=== Records to process ===
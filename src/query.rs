//! Natural-language queries over the mirrored inventory.
//!
//! A request goes through a fixed pipeline:
//!
//! | Stage | What happens |
//! |-------|--------------|
//! | normalize | lower-case, split on whitespace, trim surrounding punctuation |
//! | correct | replace near-miss tokens with the closest keyword (indel ratio, `2·LCS / (len_a + len_b)`) |
//! | classify | earliest entity keyword wins (default `vm`), earliest action keyword wins (default `get`) |
//! | filter | entity-specific state phrases plus `cluster <word>` / `host <word>` name captures |
//! | execute | one read-only SELECT against the entity's table |
//!
//! Nothing here ever fails on unrecognized input: missing keywords fall back
//! to defaults and an unfiltered query over the whole table.
//!
//! # Keywords
//!
//! Keyword phrases match whole tokens. A bare `on` / `off` only reads as a
//! power state at the end of a request or right before a VM keyword, so
//! "vms on host esx01" filters by host, not by power state. The flip side is
//! that an `on` in the middle of a request is ignored: "list vms that are on
//! in cluster prod" gets no power filter. Use `powered on` or `running` there.
//!
//! Dropped letters are corrected as readily as swapped ones: `cont` reads as
//! `count` and `hsts` as `hosts`.

use rapidfuzz::fuzz;
use regex::Regex;
use serde::Serialize;
use sqlx::sqlite::SqliteRow;
use sqlx::{QueryBuilder, Row, Sqlite, SqlitePool};
use std::collections::HashMap;
use std::sync::Mutex;
use tracing::{debug, info};

use crate::config::QueryConfig;

/// Session used by [`QueryInterpreter::interpret`].
pub const DEFAULT_SESSION: &str = "default";

#[derive(Debug, Clone, Copy, PartialEq, Eq, Serialize)]
#[serde(rename_all = "lowercase")]
pub enum EntityType {
    Vm,
    Host,
    Datastore,
    Cluster,
}

impl EntityType {
    pub fn as_str(&self) -> &'static str {
        match self {
            EntityType::Vm => "vm",
            EntityType::Host => "host",
            EntityType::Datastore => "datastore",
            EntityType::Cluster => "cluster",
        }
    }

    fn table(&self) -> &'static str {
        match self {
            EntityType::Vm => "virtual_machines",
            EntityType::Host => "hosts",
            EntityType::Datastore => "datastores",
            EntityType::Cluster => "clusters",
        }
    }

    fn projection(&self) -> &'static str {
        match self {
            EntityType::Vm => {
                "id, source_id, moid, name, power_state, cpu_count, memory_mb, ip_address, \
                 os_name, cluster, host"
            }
            EntityType::Host => {
                "id, source_id, moid, name, connection_state, power_state, cpu_cores, \
                 memory_size, cluster, vm_count"
            }
            EntityType::Datastore => {
                "id, source_id, moid, name, datastore_type, capacity, free_space, accessible, \
                 vm_count"
            }
            EntityType::Cluster => {
                "id, source_id, moid, name, total_cpu, total_memory, num_hosts, num_vms, \
                 drs_enabled, ha_enabled"
            }
        }
    }
}

#[derive(Debug, Clone, Copy, PartialEq, Eq, Serialize)]
#[serde(rename_all = "lowercase")]
pub enum Action {
    Get,
    Count,
}

impl Action {
    pub fn as_str(&self) -> &'static str {
        match self {
            Action::Get => "get",
            Action::Count => "count",
        }
    }
}

const ENTITY_KEYWORDS: &[(EntityType, &[&str])] = &[
    (
        EntityType::Vm,
        &["vm", "vms", "virtual machine", "virtual machines", "machine", "machines"],
    ),
    (
        EntityType::Host,
        &["host", "hosts", "esxi", "server", "servers"],
    ),
    (
        EntityType::Datastore,
        &["datastore", "datastores", "storage", "disk", "disks"],
    ),
    (EntityType::Cluster, &["cluster", "clusters"]),
];

const ACTION_KEYWORDS: &[(Action, &[&str])] = &[
    (
        Action::Get,
        &["get", "show", "list", "find", "display", "fetch"],
    ),
    (Action::Count, &["count", "how many", "number of", "total"]),
];

const POWERED_ON: &[&str] = &["powered on", "poweredon", "running", "active", "on"];
const POWERED_OFF: &[&str] = &["powered off", "poweredoff", "stopped", "off", "shutdown"];
const EMPTY: &[&str] = &["empty", "no vms", "0 vms", "zero vms", "unused"];
const HOST_WITHOUT_VMS: &[&str] = &["no vms", "0 vms", "zero vms", "empty"];

/// Filters extracted from a request. Unset filters are omitted when
/// serialized, so an unfiltered request reports `{}`.
#[derive(Debug, Clone, Default, PartialEq, Serialize)]
pub struct QueryFilters {
    #[serde(skip_serializing_if = "Option::is_none")]
    pub power_state: Option<String>,
    #[serde(skip_serializing_if = "Option::is_none")]
    pub empty: Option<bool>,
    #[serde(skip_serializing_if = "Option::is_none")]
    pub no_vms: Option<bool>,
    #[serde(skip_serializing_if = "Option::is_none")]
    pub cluster: Option<String>,
    #[serde(skip_serializing_if = "Option::is_none")]
    pub host: Option<String>,
}

impl QueryFilters {
    pub fn is_empty(&self) -> bool {
        *self == QueryFilters::default()
    }
}

/// A classified request, before execution.
#[derive(Debug, Clone, PartialEq)]
pub struct QueryPlan {
    pub corrected: String,
    pub entity_type: EntityType,
    pub action: Action,
    pub filters: QueryFilters,
}

// ═══════════════════════════════════════════════════════════════════════
// Parsing
// ═══════════════════════════════════════════════════════════════════════

/// Pure text-to-plan stage of the interpreter.
pub struct QueryParser {
    vocabulary: Vec<&'static str>,
    threshold: f64,
    cluster_pattern: Regex,
    host_pattern: Regex,
}

impl QueryParser {
    pub fn new(config: &QueryConfig) -> Result<Self, regex::Error> {
        Ok(Self {
            vocabulary: vocabulary(),
            threshold: config.fuzzy_threshold,
            cluster_pattern: Regex::new(&config.cluster_pattern)?,
            host_pattern: Regex::new(&config.host_pattern)?,
        })
    }

    pub fn parse(&self, text: &str) -> QueryPlan {
        let tokens: Vec<String> = normalize(text)
            .into_iter()
            .map(|t| self.correct(&t))
            .collect();
        let corrected = tokens.join(" ");

        let entity_type = earliest(&tokens, ENTITY_KEYWORDS).unwrap_or(EntityType::Vm);
        let action = earliest(&tokens, ACTION_KEYWORDS).unwrap_or(Action::Get);
        let filters = self.filters(&tokens, &corrected, entity_type);

        QueryPlan {
            corrected,
            entity_type,
            action,
            filters,
        }
    }

    /// Closest keyword if it scores strictly above the threshold, else the
    /// token unchanged. Ties keep the first vocabulary entry.
    pub fn correct(&self, token: &str) -> String {
        if self.vocabulary.contains(&token) {
            return token.to_string();
        }

        let mut best: Option<(&str, f64)> = None;
        for &word in &self.vocabulary {
            let score = fuzz::ratio(token.chars(), word.chars());
            if best.map_or(true, |(_, s)| score > s) {
                best = Some((word, score));
            }
        }

        match best {
            Some((word, score)) if score > self.threshold => word.to_string(),
            _ => token.to_string(),
        }
    }

    fn filters(&self, tokens: &[String], corrected: &str, entity: EntityType) -> QueryFilters {
        let mut filters = QueryFilters::default();

        match entity {
            EntityType::Vm => filters.power_state = power_state(tokens).map(str::to_string),
            EntityType::Datastore => {
                if EMPTY.iter().any(|p| find_phrase(tokens, p).is_some()) {
                    filters.empty = Some(true);
                }
            }
            EntityType::Host => {
                if HOST_WITHOUT_VMS.iter().any(|p| find_phrase(tokens, p).is_some()) {
                    filters.no_vms = Some(true);
                }
            }
            EntityType::Cluster => {}
        }

        filters.cluster = capture(&self.cluster_pattern, corrected);
        filters.host = capture(&self.host_pattern, corrected);
        filters
    }
}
===
## Instructions to follow
The data given before this task must be transcribed exactly and in full.

## Answer for this exercise
filename src/query.rs
//! Natural-language queries over the mirrored inventory.
//!
//! A request goes through a fixed pipeline:
//!
//! | Stage | What happens |
//! |-------|--------------|
//! | normalize | lower-case, split on whitespace, trim surrounding punctuation |
//! | correct | replace near-miss tokens with the closest keyword (indel ratio, `2·LCS / (len_a + len_b)`) |
//! | classify | earliest entity keyword wins (default `vm`), earliest action keyword wins (default `get`) |
//! | filter | entity-specific state phrases plus `cluster <word>` / `host <word>` name captures |
//! | execute | one read-only SELECT against the entity's table |
//!
//! Nothing here ever fails on unrecognized input: missing keywords fall back
//! to defaults and an unfiltered query over the whole table.
//!
//! # Keywords
//!
//! Keyword phrases match whole tokens. A bare `on` / `off` only reads as a
//! power state at the end of a request or right before a VM keyword, so
//! "vms on host esx01" filters by host, not by power state. The flip side is
//! that an `on` in the middle of a request is ignored: "list vms that are on
//! in cluster prod" gets no power filter. Use `powered on` or `running` there.
//!
//! Dropped letters are corrected as readily as swapped ones: `cont` reads as
//! `count` and `hsts` as `hosts`.

use rapidfuzz::fuzz;
use regex::Regex;
use serde::Serialize;
use sqlx::sqlite::SqliteRow;
use sqlx::{QueryBuilder, Row, Sqlite, SqlitePool};
use std::collections::HashMap;
use std::sync::Mutex;
use tracing::{debug, info};

use crate::config::QueryConfig;

/// Session used by [`QueryInterpreter::interpret`].
pub const DEFAULT_SESSION: &str = "default";

#[derive(Debug, Clone, Copy, PartialEq, Eq, Serialize)]
#[serde(rename_all = "lowercase")]
pub enum EntityType {
    Vm,
    Host,
    Datastore,
    Cluster,
}

impl EntityType {
    pub fn as_str(&self) -> &'static str {
        match self {
            EntityType::Vm => "vm",
            EntityType::Host => "host",
            EntityType::Datastore => "datastore",
            EntityType::Cluster => "cluster",
        }
    }

    fn table(&self) -> &'static str {
        match self {
            EntityType::Vm => "virtual_machines",
            EntityType::Host => "hosts",
            EntityType::Datastore => "datastores",
            EntityType::Cluster => "clusters",
        }
    }

    fn projection(&self) -> &'static str {
        match self {
            EntityType::Vm => {
                "id, source_id, moid, name, power_state, cpu_count, memory_mb, ip_address, \
                 os_name, cluster, host"
            }
            EntityType::Host => {
                "id, source_id, moid, name, connection_state, power_state, cpu_cores, \
                 memory_size, cluster, vm_count"
            }
            EntityType::Datastore => {
                "id, source_id, moid, name, datastore_type, capacity, free_space, accessible, \
                 vm_count"
            }
            EntityType::Cluster => {
                "id, source_id, moid, name, total_cpu, total_memory, num_hosts, num_vms, \
                 drs_enabled, ha_enabled"
            }
        }
    }
}

#[derive(Debug, Clone, Copy, PartialEq, Eq, Serialize)]
#[serde(rename_all = "lowercase")]
pub enum Action {
    Get,
    Count,
}

impl Action {
    pub fn as_str(&self) -> &'static str {
        match self {
            Action::Get => "get",
            Action::Count => "count",
        }
    }
}

const ENTITY_KEYWORDS: &[(EntityType, &[&str])] = &[
    (
        EntityType::Vm,
        &["vm", "vms", "virtual machine", "virtual machines", "machine", "machines"],
    ),
    (
        EntityType::Host,
        &["host", "hosts", "esxi", "server", "servers"],
    ),
    (
        EntityType::Datastore,
        &["datastore", "datastores", "storage", "disk", "disks"],
    ),
    (EntityType::Cluster, &["cluster", "clusters"]),
];

const ACTION_KEYWORDS: &[(Action, &[&str])] = &[
    (
        Action::Get,
        &["get", "show", "list", "find", "display", "fetch"],
    ),
    (Action::Count, &["count", "how many", "number of", "total"]),
];

const POWERED_ON: &[&str] = &["powered on", "poweredon", "running", "active", "on"];
const POWERED_OFF: &[&str] = &["powered off", "poweredoff", "stopped", "off", "shutdown"];
const EMPTY: &[&str] = &["empty", "no vms", "0 vms", "zero vms", "unused"];
const HOST_WITHOUT_VMS: &[&str] = &["no vms", "0 vms", "zero vms", "empty"];

/// Filters extracted from a request. Unset filters are omitted when
/// serialized, so an unfiltered request reports `{}`.
#[derive(Debug, Clone, Default, PartialEq, Serialize)]
pub struct QueryFilters {
    #[serde(skip_serializing_if = "Option::is_none")]
    pub power_state: Option<String>,
    #[serde(skip_serializing_if = "Option::is_none")]
    pub empty: Option<bool>,
    #[serde(skip_serializing_if = "Option::is_none")]
    pub no_vms: Option<bool>,
    #[serde(skip_serializing_if = "Option::is_none")]
    pub cluster: Option<String>,
    #[serde(skip_serializing_if = "Option::is_none")]
    pub host: Option<String>,
}

impl QueryFilters {
    pub fn is_empty(&self) -> bool {
        *self == QueryFilters::default()
    }
}

/// A classified request, before execution.
#[derive(Debug, Clone, PartialEq)]
pub struct QueryPlan {
    pub corrected: String,
    pub entity_type: EntityType,
    pub action: Action,
    pub filters: QueryFilters,
}

// ═══════════════════════════════════════════════════════════════════════
// Parsing
// ═══════════════════════════════════════════════════════════════════════

/// Pure text-to-plan stage of the interpreter.
pub struct QueryParser {
    vocabulary: Vec<&'static str>,
    threshold: f64,
    cluster_pattern: Regex,
    host_pattern: Regex,
}

impl QueryParser {
    pub fn new(config: &QueryConfig) -> Result<Self, regex::Error> {
        Ok(Self {
            vocabulary: vocabulary(),
            threshold: config.fuzzy_threshold,
            cluster_pattern: Regex::new(&config.cluster_pattern)?,
            host_pattern: Regex::new(&config.host_pattern)?,
        })
    }

    pub fn parse(&self, text: &str) -> QueryPlan {
        let tokens: Vec<String> = normalize(text)
            .into_iter()
            .map(|t| self.correct(&t))
            .collect();
        let corrected = tokens.join(" ");

        let entity_type = earliest(&tokens, ENTITY_KEYWORDS).unwrap_or(EntityType::Vm);
        let action = earliest(&tokens, ACTION_KEYWORDS).unwrap_or(Action::Get);
        let filters = self.filters(&tokens, &corrected, entity_type);

        QueryPlan {
            corrected,
            entity_type,
            action,
            filters,
        }
    }

    /// Closest keyword if it scores strictly above the threshold, else the
    /// token unchanged. Ties keep the first vocabulary entry.
    pub fn correct(&self, token: &str) -> String {
        if self.vocabulary.contains(&token) {
            return token.to_string();
        }

        let mut best: Option<(&str, f64)> = None;
        for &word in &self.vocabulary {
            let score = fuzz::ratio(token.chars(), word.chars());
            if best.map_or(true, |(_, s)| score > s) {
                best = Some((word, score));
            }
        }

        match best {
            Some((word, score)) if score > self.threshold => word.to_string(),
            _ => token.to_string(),
        }
    }

    fn filters(&self, tokens: &[String], corrected: &str, entity: EntityType) -> QueryFilters {
        let mut filters = QueryFilters::default();

        match entity {
            EntityType::Vm => filters.power_state = power_state(tokens).map(str::to_string),
            EntityType::Datastore => {
                if EMPTY.iter().any(|p| find_phrase(tokens, p).is_some()) {
                    filters.empty = Some(true);
                }
            }
            EntityType::Host => {
                if HOST_WITHOUT_VMS.iter().any(|p| find_phrase(tokens, p).is_some()) {
                    filters.no_vms = Some(true);
                }
            }
            EntityType::Cluster => {}
        }

        filters.cluster = capture(&self.cluster_pattern, corrected);
        filters.host = capture(&self.host_pattern, corrected);
        filters
    }
}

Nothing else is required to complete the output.